The Benefits and Costs of a Pension

That pension, like other forms of retirement funds, can come in two forms.

Defined-Contribution Plans

In “defined contribution” plans, the employer makes a set contribution each month to the fund. The employer might match the employee’s own contribution but the payment will depend on the fund’s performance. If the fund performs better than average, the pensioner will receive more funds. If the fund performs poorly, the pensioner might receive less than they expect.

Defined-Benefit Plans

In “defined-benefit” plans, the employer pays a fixed pension regardless of the performance of the retirement fund. If the fund falls, the employer has to make up the difference between the amount the fund can pay and the amount the pensioner must receive.

When people talk about pensions, they’re usually referring to defined-benefit plans.

The Benefits of a Pension

For employees, a defined-benefit pension is the gold standard of retirement plans. They can work, knowing that when they reach their retirement age, their future is certain. They might not even have to make any contributions of their own so they won’t feel their payments. Each month, they’ll receive their pay slip, ignore the deductions that describe how much the company took off their gross income, and focus on the bottom line.

Working for a company that pays a pension removes one of life’s biggest concerns: how to have an income when you’re too old to work.

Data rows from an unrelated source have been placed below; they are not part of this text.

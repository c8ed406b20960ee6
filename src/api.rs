//! JSON endpoints for searching transactions and getting monthly statistics.

use axum::{
    Json,
    extract::{FromRef, Path, Query, State},
};
use serde::Deserialize;

use crate::{
    AppState,
    query::{QueryService, TransactionQueries},
    statistics::MonthlyStatistics,
    transaction::Transaction,
};

/// The state needed by the transaction API.
#[derive(Debug, Clone)]
pub struct TransactionApiState {
    /// The queries over the transaction dataset.
    pub queries: QueryService,
}

impl FromRef<AppState> for TransactionApiState {
    fn from_ref(state: &AppState) -> Self {
        Self {
            queries: state.queries.clone(),
        }
    }
}

/// The query string for listing transactions.
#[derive(Debug, Default, Deserialize)]
pub struct SearchQuery {
    /// Only list transactions matching this term.
    #[serde(default)]
    pub search: Option<String>,
}

/// List the transactions matching the `search` query parameter, or all of
/// them if it is missing or empty.
pub async fn get_transactions(
    State(state): State<TransactionApiState>,
    Query(query): Query<SearchQuery>,
) -> Json<Vec<Transaction>> {
    let term = query.search.unwrap_or_default();

    Json(state.queries.search(&term))
}

/// Get the sales totals for the month named in the path, e.g.
/// `/transaction/march`.
///
/// Unknown month names give zero totals rather than an error.
pub async fn get_monthly_statistics(
    State(state): State<TransactionApiState>,
    Path(month): Path<String>,
) -> Json<MonthlyStatistics> {
    Json(state.queries.monthly_statistics(&month))
}

#[cfg(test)]
mod tests {
    use axum::{Router, routing::get};
    use axum_test::TestServer;
    use serde_json::json;

    use crate::{
        endpoints,
        query::QueryService,
        statistics::MonthlyStatistics,
        transaction::{Transaction, test_utils::transaction},
    };

    use super::{TransactionApiState, get_monthly_statistics, get_transactions};

    fn get_test_server() -> TestServer {
        let mut backpack = transaction(3, 999.0, true, "2024-07-01T00:00:00");
        backpack.title = "Fjallraven Foldsack No. 1 Backpack".to_owned();

        let transactions: Vec<Transaction> = vec![
            transaction(1, 50.0, true, "2024-03-05T00:00:00"),
            transaction(2, 150.0, false, "2024-03-20T00:00:00"),
            backpack,
        ];
        let state = TransactionApiState {
            queries: QueryService::new(transactions.into()),
        };
        let app = Router::new()
            .route(endpoints::TRANSACTIONS_API, get(get_transactions))
            .route(endpoints::MONTHLY_STATISTICS_API, get(get_monthly_statistics))
            .with_state(state);

        TestServer::try_new(app).expect("Could not create test server.")
    }

    fn ids(transactions: &[Transaction]) -> Vec<i64> {
        transactions.iter().map(|transaction| transaction.id).collect()
    }

    #[tokio::test]
    async fn lists_all_transactions_without_search() {
        let server = get_test_server();

        let response = server.get(endpoints::TRANSACTIONS_API).await;

        response.assert_status_ok();
        assert_eq!(ids(&response.json::<Vec<Transaction>>()), vec![1, 2, 3]);
    }

    #[tokio::test]
    async fn empty_search_lists_all_transactions() {
        let server = get_test_server();

        let response = server
            .get(endpoints::TRANSACTIONS_API)
            .add_query_param("search", "")
            .await;

        assert_eq!(ids(&response.json::<Vec<Transaction>>()), vec![1, 2, 3]);
    }

    #[tokio::test]
    async fn search_filters_transactions() {
        let server = get_test_server();

        let response = server
            .get(endpoints::TRANSACTIONS_API)
            .add_query_param("search", "BACKPACK")
            .await;

        assert_eq!(ids(&response.json::<Vec<Transaction>>()), vec![3]);
    }

    #[tokio::test]
    async fn transactions_use_camel_case_fields() {
        let server = get_test_server();

        let response = server
            .get(endpoints::TRANSACTIONS_API)
            .add_query_param("search", "150")
            .await;

        let body: serde_json::Value = response.json();
        assert_eq!(body[0]["dateOfSale"], json!("2024-03-20T00:00:00"));
        assert_eq!(body[0]["sold"], json!(false));
    }

    #[tokio::test]
    async fn gets_monthly_statistics() {
        let server = get_test_server();

        let response = server.get("/transaction/March").await;

        response.assert_status_ok();
        assert_eq!(
            response.json::<MonthlyStatistics>(),
            MonthlyStatistics {
                total_sale_amount: 200.0,
                total_sold_items: 1,
                total_unsold_items: 1,
            }
        );
    }

    #[tokio::test]
    async fn unknown_month_gives_zero_statistics() {
        let server = get_test_server();

        let response = server.get("/transaction/smarch").await;

        response.assert_status_ok();
        response.assert_json(&json!({
            "totalSaleAmount": 0.0,
            "totalSoldItems": 0,
            "totalUnsoldItems": 0,
        }));
    }
}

Pensions also have a tax-advantaged status. Employers can deduct the contributions from their taxable profits while employees make any contributions to the pension of their out of their pre-tax income. That lowers the amount of income tax they have to pay.

The funds in a pension fund also grow tax-deferred. As long the money remains in the account the pension-owner doesn’t have to pay incomes. The tax payments only begin when the employee retires and starts to make withdrawals. At that point, because their income is lower, their tax liability will be lower too.

The Costs of a Pension

Because the costs of a pension fall on the company supplying it, pensions were popular during the heyday of American manufacturing. Unions then could demand generous pension plans, and companies had enough commercial demand to supply them. As that demand encountered competition from more efficient Japanese carmakers, and the performance of pension plans failed to match commitments, companies found themselves with big debts. At the start of 2020, Ford announced that pension liabilities would cost the firm $2.2 billion. In 2003 General Motors had $90 billion in pension obligations but only $66 billion in pension assets. The company had to borrow $10 billion from the bond market, not to invest in new production or a new model but to help cover its pension obligations. It didn’t help. When General Motors filed for bankruptcy six years later, the company had ten pensioners for every active employee.

Because defined-benefit plans pose such risks to companies, they’re now rare. Most private companies have preferred to shift the risk to employees and enroll them in defined-contribution plans. A number of companies that used to have defined-benefit plans have now frozen them. They’re not accepting any new members and payments will no longer grow in line with the years the employee continues to work.

Defined-benefit pensions are now mostly found in the public sector: among teachers, veterans, and other government workers.

How to Obtain a Pension

There was a time when the best way to obtain a defined-benefit pension was to land a union job. Whether it’s in the car industry, the steel sector or anywhere else, an employee could depend on the union to demand a reliable pension from their employer.

These days, you’re more likely to have to look for a government position. The taxpayer is just about the last employer still willing to give people a guarantee of a set retirement. Every other kind of employee is going to have to take some responsibility for their retirement themselves. They’ll have to think about the future, decide how much they want to contribute and keep tracking the fund’s growth to ensure that they’re on track. The demise of defined-benefit pensions has forced everyone to understand how retirement funds work.